I'd double-down and say that all tools shape behavior. Some more than others. Some better than others.

@herrold @aparrish Heyy even if I agree with her behaving douchy, please don't call her a guy if her pronouns imply otherwise and as far as I've seen (which is just skimming over her profile) she never indicated being comfortable with being called a guy.

@unionwhore @aparrish it was unintentional. I apologize.

I didn't see any preferred pronuns on their profile.

@herrold @aparrish maybe it's a federation issue. If that happens you can usually few the profile by opening it in a browser.
@aesthr @jacqueline you are right! It is not just a tool, it is strongly influenced by corporate interests and built on hugely stolen work. Maybe I made my point badly. We should not forget that people are still responsible! Let's not shift focus away from whomever eventually signed off on this decision.

@vyllenjamnin @jacqueline

You're probably paying for the tool, or at least contributing to the so-called valuation of the company providing it, hence providing the company with resources to provide child killing services elsewhere.

@vyllenjamnin while I get your point, I think AIs (and of course people/companies behind them) are not as simple a tool as a pen. So I tend not to agree with your analogy in this case.

@jacqueline

@vyllenjamnin @jacqueline Bad analogy. A pen isn't pushing anyone to do war crimes.
@jacqueline Not advocating for any of them, but Anthropic famously refused to work with the Department of War. I think you were thinking of OpenAI

@vixalientoots @jacqueline

Uh.

They (famously or not, but reported in the news) had a huge contract, which fell apart because the extremely low bar they set for "nope" set off the administration, and so OpenAI swooped in with, apparently, "ooh, ooh, we have no semblance of even the lowest of moral standards! pick us!"

Citation:

https://www.npr.org/2026/02/27/nx-s1-5729118/trump-anthropic-pentagon-openai-ai-weapons-ban

@vixalientoots Anthropic were more than happy to work with the Department of War Crimes, they just didn't think that the models were ready to be used in fully autonomous weapons... *yet*.
@jacqueline nice try to dodge responsibility.
U elect a president which bombs schools and blame a computer instead.
Are you also blaming optics for shooting in the schools? whitewashing the murderers and even their weapons.
@ruff I'm going to take a wild guess here and say that @jacqueline did not vote for Trump.
@j3rn @jacqueline oh ok, that's totally changing everything.

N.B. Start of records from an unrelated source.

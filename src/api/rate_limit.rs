//! Fixed-window rate limiting for mutating requests, keyed by actor.

use super::actor::actor_from_headers;
use crate::error::AppError;
use axum::extract::{Request, State};
use axum::http::Method;
use axum::middleware::Next;
use axum::response::Response;
use std::collections::HashMap;
use std::sync::Arc;
use std::time::{Duration, Instant};
use tokio::sync::Mutex;
use tracing::{debug, warn};

#[derive(Debug, Clone, Copy)]
struct Window {
    started: Instant,
    count: u32,
}

/// Shared keyed store of request windows.
#[derive(Debug, Clone)]
pub struct RateLimiter {
    limit: u32,
    window: Duration,
    windows: Arc<Mutex<HashMap<String, Window>>>,
}

impl RateLimiter {
    pub fn new(limit: u32, window: Duration) -> Self {
        Self {
            limit: limit.max(1),
            window,
            windows: Arc::new(Mutex::new(HashMap::new())),
        }
    }

    pub fn per_minute(limit: u32) -> Self {
        Self::new(limit, Duration::from_secs(60))
    }

    pub fn window(&self) -> Duration {
        self.window
    }

    /// Count one request for `key`; false once the window is exhausted.
    pub async fn check(&self, key: &str) -> bool {
        self.check_at(key, Instant::now()).await
    }

    async fn check_at(&self, key: &str, now: Instant) -> bool {
        let mut windows = self.windows.lock().await;
        let entry = windows.entry(key.to_string()).or_insert(Window {
            started: now,
            count: 0,
        });
        if now.duration_since(entry.started) >= self.window {
            *entry = Window {
                started: now,
                count: 0,
            };
        }
        if entry.count >= self.limit {
            return false;
        }
        entry.count += 1;
        true
    }

    /// Drop windows that have expired. Returns how many were removed.
    pub async fn purge_expired(&self) -> usize {
        self.purge_expired_at(Instant::now()).await
    }

    async fn purge_expired_at(&self, now: Instant) -> usize {
        let mut windows = self.windows.lock().await;
        let before = windows.len();
        windows.retain(|_, w| now.duration_since(w.started) < self.window);
        before - windows.len()
    }
}

/// Middleware: throttles non-GET requests that carry an actor. Gateway
/// webhooks carry none and pass through.
pub async fn limit_mutations(
    State(limiter): State<RateLimiter>,
    request: Request,
    next: Next,
) -> Result<Response, AppError> {
    if request.method() == Method::GET {
        return Ok(next.run(request).await);
    }
    let Some(actor) = actor_from_headers(request.headers())? else {
        return Ok(next.run(request).await);
    };

    let key = format!("{}:{}", actor.role, actor.id);
    if !limiter.check(&key).await {
        warn!("Rate limit exceeded for {}", key);
        return Err(AppError::RateLimited);
    }
    Ok(next.run(request).await)
}

/// Periodically evict expired windows.
pub fn spawn_purge_task(limiter: RateLimiter) -> tokio::task::JoinHandle<()> {
    tokio::spawn(async move {
        let mut interval = tokio::time::interval(limiter.window());
        loop {
            interval.tick().await;
            let removed = limiter.purge_expired().await;
            if removed > 0 {
                debug!("Purged {} rate limit windows", removed);
            }
        }
    })
}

So let's blame the computer, yea, show him. make computer dumb again!

@jacqueline For anyone questioning if Claude was used for selecting targets during the US attack on Iran, including bombing a school, here are some sources showing that Claude was used (and is still in use):

https://www.cbsnews.com/news/anthropic-claude-ai-iran-war-u-s/
https://www.theguardian.com/technology/2026/mar/01/claude-anthropic-iran-strikes-us-military

Anthropic's Claude AI being used in Iran war by U.S. military, sources say

Two sources familiar with the U.S. military's use of artificial intelligence confirm that the U.S. used Anthropic's Claude AI model over weekend for the attack on Iran — and is still using it.

@jacqueline that sure got some rancid replies
@s0 @jacqueline It's the very nature of any "AI" discussion. Somebody makes a clear, concise criticism of the technology and then the apologists and "I wrote my dissertation with chat gippity" simps pile on.

@jacqueline You know, they frame stuff this poorly so I'll do it too.

As a treat.

@jacqueline Do you live in a country that has directly or indirectly contributed to war, either by participating, supporting, or selling weapons in general? Because for your logic to hold true you probably live in one of about 7 countries with no standing army.